"pub mod rules;" appears in one line; retype that line and all lines following it through the end of the records, with nothing left out or added.

┌────────

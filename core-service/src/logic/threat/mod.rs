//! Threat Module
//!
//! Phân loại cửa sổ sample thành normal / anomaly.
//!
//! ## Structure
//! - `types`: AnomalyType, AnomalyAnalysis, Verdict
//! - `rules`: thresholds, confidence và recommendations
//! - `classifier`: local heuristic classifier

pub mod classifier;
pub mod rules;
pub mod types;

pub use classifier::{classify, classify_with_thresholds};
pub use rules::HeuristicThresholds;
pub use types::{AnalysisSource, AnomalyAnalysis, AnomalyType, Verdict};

└────────

• _Solution to this exercise_
pub mod rules;
pub mod types;

pub use classifier::{classify, classify_with_thresholds};
pub use rules::HeuristicThresholds;
pub use types::{AnalysisSource, AnomalyAnalysis, AnomalyType, Verdict};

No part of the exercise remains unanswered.